START Material shown

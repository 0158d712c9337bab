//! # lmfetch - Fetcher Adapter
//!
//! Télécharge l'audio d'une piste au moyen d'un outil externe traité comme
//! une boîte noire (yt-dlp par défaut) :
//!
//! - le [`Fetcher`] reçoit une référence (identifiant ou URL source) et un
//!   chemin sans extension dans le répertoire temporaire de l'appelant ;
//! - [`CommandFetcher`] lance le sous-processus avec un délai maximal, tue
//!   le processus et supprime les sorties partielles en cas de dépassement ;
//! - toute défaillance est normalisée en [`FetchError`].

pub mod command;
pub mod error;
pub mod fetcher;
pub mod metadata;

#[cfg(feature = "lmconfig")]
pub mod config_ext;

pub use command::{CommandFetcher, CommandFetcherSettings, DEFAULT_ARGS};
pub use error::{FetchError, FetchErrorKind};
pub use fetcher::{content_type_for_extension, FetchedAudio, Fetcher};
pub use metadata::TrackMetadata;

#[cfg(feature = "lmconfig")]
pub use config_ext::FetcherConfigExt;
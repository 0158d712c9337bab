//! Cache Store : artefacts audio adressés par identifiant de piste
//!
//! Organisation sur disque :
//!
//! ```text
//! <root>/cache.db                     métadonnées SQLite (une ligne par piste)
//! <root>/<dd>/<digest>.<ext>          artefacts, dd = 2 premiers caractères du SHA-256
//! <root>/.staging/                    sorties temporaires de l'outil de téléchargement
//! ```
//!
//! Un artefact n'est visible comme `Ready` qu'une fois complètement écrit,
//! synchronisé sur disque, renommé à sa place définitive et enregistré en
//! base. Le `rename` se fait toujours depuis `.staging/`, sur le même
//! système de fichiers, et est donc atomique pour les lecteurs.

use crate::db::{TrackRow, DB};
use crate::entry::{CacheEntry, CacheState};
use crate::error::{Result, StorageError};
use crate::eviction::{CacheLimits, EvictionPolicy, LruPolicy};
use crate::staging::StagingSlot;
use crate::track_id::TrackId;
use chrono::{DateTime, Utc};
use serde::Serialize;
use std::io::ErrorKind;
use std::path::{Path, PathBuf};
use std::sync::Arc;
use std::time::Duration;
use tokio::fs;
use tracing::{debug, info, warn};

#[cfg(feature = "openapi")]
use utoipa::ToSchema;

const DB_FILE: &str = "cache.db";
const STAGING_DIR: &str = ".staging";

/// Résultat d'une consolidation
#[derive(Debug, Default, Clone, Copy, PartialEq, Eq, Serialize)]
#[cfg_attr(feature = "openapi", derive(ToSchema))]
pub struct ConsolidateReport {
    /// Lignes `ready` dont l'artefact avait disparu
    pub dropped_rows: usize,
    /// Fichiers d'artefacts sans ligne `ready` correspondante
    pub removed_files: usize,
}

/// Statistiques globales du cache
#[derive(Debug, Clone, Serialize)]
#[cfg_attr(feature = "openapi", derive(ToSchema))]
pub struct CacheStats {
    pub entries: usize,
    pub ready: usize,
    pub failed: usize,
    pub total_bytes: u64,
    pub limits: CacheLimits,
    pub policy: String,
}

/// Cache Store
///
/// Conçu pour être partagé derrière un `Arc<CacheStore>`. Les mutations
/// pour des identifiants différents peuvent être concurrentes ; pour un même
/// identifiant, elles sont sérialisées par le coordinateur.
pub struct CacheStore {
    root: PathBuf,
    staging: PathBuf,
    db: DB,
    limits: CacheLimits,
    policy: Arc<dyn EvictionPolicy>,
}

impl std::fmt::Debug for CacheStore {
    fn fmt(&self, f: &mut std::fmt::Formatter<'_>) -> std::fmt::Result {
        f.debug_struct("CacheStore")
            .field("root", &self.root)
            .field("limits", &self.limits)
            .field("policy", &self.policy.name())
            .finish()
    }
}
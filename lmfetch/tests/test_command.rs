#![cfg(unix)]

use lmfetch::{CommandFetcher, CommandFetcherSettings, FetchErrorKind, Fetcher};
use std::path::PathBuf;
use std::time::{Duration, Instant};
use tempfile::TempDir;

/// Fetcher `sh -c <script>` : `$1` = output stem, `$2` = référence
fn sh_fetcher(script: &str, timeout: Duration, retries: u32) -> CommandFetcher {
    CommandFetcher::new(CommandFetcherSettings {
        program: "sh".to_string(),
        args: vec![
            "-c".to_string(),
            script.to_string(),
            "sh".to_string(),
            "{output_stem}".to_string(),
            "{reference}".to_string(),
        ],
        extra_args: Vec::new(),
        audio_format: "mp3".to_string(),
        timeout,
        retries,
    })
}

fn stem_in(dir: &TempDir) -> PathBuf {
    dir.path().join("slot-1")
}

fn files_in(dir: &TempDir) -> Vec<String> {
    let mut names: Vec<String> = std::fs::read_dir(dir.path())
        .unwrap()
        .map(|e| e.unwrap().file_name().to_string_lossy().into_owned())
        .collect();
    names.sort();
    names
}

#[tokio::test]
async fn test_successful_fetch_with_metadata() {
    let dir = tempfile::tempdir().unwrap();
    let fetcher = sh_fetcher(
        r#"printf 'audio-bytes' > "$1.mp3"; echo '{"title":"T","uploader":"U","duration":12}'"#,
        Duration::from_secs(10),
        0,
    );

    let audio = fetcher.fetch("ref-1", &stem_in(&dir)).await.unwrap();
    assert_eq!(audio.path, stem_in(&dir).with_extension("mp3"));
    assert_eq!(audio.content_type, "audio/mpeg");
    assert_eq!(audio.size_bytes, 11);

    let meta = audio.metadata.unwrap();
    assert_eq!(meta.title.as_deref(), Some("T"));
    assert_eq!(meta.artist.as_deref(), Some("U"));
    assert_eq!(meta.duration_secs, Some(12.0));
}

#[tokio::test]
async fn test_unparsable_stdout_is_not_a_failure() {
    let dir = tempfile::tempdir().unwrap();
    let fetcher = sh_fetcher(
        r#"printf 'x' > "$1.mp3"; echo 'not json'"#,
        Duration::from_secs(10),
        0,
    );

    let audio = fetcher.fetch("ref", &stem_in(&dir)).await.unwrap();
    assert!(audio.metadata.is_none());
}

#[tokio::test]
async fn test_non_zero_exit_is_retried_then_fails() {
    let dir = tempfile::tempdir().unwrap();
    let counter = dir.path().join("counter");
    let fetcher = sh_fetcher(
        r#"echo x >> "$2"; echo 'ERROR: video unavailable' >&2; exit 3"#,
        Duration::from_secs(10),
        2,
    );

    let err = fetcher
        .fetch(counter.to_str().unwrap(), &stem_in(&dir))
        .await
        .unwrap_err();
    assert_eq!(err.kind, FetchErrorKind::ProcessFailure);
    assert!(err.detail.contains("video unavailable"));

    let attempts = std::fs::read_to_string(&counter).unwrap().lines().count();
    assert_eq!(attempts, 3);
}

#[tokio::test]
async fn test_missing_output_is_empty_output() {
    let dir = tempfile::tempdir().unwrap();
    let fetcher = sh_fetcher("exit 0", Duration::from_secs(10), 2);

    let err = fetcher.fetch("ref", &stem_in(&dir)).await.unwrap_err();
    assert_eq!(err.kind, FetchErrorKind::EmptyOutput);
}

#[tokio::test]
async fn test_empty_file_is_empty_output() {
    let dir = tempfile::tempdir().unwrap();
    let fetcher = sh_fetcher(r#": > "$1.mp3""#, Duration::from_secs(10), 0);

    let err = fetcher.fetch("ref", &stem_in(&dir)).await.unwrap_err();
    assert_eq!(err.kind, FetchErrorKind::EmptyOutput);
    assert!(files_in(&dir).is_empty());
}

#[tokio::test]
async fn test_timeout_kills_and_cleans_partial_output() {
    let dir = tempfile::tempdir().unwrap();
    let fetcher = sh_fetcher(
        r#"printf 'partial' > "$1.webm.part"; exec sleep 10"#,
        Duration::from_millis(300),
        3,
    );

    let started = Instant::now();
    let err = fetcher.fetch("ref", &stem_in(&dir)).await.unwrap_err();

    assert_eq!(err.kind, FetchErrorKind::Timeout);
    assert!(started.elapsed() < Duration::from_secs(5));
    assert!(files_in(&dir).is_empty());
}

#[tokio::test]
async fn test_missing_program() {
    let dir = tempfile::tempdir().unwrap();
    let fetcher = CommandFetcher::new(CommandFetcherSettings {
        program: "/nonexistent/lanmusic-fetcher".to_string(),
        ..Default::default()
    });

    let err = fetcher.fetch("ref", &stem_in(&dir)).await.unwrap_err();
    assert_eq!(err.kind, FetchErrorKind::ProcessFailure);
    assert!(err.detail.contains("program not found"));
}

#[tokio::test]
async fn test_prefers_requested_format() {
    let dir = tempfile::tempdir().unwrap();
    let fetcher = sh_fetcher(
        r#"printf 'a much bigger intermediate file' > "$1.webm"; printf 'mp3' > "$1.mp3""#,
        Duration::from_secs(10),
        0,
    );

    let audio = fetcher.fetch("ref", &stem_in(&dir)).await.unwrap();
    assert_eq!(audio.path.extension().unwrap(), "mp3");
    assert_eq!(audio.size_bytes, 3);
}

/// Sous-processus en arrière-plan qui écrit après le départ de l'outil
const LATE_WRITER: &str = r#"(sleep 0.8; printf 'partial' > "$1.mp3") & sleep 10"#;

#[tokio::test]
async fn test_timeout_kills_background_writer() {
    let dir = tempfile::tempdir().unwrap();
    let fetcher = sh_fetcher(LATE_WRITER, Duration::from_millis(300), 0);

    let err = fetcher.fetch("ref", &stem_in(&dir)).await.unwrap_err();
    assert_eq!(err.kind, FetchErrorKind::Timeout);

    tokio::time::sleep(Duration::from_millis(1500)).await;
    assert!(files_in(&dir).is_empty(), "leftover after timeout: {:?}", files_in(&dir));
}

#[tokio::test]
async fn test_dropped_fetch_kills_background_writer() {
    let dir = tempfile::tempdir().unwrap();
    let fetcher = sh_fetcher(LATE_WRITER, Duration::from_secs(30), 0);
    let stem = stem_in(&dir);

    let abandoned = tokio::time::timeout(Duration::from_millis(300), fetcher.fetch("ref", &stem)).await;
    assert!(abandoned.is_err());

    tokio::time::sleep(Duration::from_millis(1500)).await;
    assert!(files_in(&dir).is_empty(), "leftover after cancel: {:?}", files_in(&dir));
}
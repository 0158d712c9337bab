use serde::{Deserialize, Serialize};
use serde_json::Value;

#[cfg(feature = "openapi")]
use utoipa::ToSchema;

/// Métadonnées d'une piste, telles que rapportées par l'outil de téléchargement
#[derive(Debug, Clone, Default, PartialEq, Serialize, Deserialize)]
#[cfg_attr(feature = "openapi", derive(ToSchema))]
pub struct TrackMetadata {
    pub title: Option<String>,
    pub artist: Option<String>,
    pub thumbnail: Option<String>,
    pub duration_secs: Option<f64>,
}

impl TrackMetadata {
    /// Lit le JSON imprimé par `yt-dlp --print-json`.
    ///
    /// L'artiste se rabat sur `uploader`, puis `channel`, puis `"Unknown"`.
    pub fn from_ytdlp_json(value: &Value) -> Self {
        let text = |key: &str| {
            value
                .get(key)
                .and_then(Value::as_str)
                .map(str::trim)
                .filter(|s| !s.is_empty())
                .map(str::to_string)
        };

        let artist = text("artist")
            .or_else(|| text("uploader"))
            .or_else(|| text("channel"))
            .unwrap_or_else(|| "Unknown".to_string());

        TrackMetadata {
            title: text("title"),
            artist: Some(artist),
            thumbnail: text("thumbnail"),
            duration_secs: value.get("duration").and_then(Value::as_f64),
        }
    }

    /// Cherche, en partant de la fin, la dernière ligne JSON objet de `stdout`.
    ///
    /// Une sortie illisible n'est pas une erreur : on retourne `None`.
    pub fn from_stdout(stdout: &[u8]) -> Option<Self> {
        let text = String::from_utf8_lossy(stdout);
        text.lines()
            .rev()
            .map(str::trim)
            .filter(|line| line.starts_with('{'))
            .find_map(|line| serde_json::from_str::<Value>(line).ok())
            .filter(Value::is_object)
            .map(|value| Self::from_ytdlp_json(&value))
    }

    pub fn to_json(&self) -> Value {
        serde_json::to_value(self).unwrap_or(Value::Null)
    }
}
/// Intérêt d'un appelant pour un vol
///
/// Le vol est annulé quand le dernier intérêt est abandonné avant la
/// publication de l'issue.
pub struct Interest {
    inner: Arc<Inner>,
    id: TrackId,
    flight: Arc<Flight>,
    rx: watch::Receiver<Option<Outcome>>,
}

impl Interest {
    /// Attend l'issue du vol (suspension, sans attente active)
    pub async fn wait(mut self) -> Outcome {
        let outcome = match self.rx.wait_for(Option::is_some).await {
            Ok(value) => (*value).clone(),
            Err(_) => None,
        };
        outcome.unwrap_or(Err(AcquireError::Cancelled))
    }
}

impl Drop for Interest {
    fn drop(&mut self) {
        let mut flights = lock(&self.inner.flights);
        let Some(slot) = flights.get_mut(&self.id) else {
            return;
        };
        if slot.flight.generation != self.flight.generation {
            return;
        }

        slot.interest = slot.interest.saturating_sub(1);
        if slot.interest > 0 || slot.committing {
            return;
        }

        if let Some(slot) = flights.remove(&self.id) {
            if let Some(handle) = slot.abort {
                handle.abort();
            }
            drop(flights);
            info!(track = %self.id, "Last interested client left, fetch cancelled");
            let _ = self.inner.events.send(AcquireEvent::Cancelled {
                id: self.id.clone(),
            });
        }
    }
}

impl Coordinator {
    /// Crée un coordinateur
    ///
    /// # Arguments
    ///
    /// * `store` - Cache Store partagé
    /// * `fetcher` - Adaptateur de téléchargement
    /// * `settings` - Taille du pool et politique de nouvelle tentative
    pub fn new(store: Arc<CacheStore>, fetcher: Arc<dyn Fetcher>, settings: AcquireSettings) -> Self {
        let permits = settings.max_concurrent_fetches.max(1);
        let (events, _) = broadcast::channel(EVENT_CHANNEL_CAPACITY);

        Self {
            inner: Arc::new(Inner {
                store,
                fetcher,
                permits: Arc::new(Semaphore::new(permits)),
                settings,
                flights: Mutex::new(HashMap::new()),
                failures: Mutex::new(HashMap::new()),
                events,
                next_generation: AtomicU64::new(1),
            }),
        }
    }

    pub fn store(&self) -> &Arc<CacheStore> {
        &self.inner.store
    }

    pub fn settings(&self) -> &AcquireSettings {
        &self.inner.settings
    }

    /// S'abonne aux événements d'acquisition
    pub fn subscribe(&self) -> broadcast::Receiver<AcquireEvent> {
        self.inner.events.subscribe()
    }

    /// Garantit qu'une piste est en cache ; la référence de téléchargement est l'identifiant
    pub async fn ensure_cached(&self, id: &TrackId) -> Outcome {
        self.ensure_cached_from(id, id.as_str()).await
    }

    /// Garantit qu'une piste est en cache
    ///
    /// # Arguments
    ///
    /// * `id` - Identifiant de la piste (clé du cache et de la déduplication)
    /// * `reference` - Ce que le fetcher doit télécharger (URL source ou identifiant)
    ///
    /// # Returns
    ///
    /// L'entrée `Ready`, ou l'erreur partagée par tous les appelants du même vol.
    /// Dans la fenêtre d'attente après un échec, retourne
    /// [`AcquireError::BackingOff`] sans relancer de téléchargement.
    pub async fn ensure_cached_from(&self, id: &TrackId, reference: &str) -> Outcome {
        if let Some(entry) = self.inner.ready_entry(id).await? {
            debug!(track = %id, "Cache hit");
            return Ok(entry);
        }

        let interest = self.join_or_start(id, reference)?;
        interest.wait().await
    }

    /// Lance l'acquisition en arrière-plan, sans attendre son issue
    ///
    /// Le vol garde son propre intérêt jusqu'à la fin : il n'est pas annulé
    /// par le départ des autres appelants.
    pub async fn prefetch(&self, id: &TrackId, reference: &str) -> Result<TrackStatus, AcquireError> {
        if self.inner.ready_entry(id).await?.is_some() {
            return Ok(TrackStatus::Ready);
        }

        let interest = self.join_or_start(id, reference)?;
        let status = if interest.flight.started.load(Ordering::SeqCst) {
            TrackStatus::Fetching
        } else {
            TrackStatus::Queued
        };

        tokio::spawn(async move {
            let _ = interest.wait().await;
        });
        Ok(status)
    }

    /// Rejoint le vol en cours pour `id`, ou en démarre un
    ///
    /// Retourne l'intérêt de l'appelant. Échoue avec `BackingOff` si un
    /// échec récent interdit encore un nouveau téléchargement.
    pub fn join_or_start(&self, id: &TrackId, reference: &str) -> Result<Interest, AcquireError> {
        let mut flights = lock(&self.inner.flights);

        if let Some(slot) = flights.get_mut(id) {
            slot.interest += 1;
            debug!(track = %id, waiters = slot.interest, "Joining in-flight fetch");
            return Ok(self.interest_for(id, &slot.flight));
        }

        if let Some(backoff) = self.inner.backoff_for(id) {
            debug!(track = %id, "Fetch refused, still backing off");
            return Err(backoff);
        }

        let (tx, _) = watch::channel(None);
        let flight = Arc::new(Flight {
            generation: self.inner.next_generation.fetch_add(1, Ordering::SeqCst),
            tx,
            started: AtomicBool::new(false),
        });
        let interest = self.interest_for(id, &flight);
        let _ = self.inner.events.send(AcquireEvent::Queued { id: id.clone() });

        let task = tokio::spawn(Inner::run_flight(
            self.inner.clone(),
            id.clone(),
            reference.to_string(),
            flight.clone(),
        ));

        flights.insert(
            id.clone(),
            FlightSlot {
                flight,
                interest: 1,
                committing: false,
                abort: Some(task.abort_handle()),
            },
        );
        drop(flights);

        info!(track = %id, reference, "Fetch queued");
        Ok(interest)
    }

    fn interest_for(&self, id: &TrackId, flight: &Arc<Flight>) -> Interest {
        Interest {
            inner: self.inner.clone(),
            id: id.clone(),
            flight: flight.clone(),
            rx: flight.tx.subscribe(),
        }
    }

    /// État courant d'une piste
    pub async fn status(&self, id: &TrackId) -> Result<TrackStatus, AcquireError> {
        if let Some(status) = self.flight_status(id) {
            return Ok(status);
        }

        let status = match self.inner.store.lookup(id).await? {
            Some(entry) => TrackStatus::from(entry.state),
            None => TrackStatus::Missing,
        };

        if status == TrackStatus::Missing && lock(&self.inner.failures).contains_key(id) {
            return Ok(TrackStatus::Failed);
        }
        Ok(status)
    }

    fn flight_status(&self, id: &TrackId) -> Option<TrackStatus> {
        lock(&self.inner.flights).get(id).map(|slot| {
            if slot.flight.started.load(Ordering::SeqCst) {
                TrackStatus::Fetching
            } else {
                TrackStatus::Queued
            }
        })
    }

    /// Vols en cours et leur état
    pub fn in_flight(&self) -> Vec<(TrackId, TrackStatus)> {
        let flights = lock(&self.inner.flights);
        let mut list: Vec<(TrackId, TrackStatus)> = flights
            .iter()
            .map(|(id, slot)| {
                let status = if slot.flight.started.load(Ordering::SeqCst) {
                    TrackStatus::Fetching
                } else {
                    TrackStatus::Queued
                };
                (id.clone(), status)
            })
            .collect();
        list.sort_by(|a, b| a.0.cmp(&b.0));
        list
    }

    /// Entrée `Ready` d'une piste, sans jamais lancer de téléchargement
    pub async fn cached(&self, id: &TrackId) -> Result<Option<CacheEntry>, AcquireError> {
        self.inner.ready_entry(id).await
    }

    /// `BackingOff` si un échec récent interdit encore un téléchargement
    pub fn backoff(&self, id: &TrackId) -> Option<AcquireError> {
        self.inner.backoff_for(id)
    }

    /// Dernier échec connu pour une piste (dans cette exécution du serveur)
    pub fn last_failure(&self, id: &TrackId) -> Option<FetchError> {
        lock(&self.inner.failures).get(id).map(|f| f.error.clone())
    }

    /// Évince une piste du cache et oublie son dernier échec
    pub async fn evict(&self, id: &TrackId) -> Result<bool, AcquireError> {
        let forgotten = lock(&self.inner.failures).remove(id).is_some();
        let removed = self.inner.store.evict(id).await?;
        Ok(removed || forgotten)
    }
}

END Material shown

### Brief
Where does the string "AcquireSettings" occur in the data above? Copy every line that holds it.

### Solution to this task
    pub fn new(store: Arc<CacheStore>, fetcher: Arc<dyn Fetcher>, settings: AcquireSettings) -> Self {
    pub fn settings(&self) -> &AcquireSettings {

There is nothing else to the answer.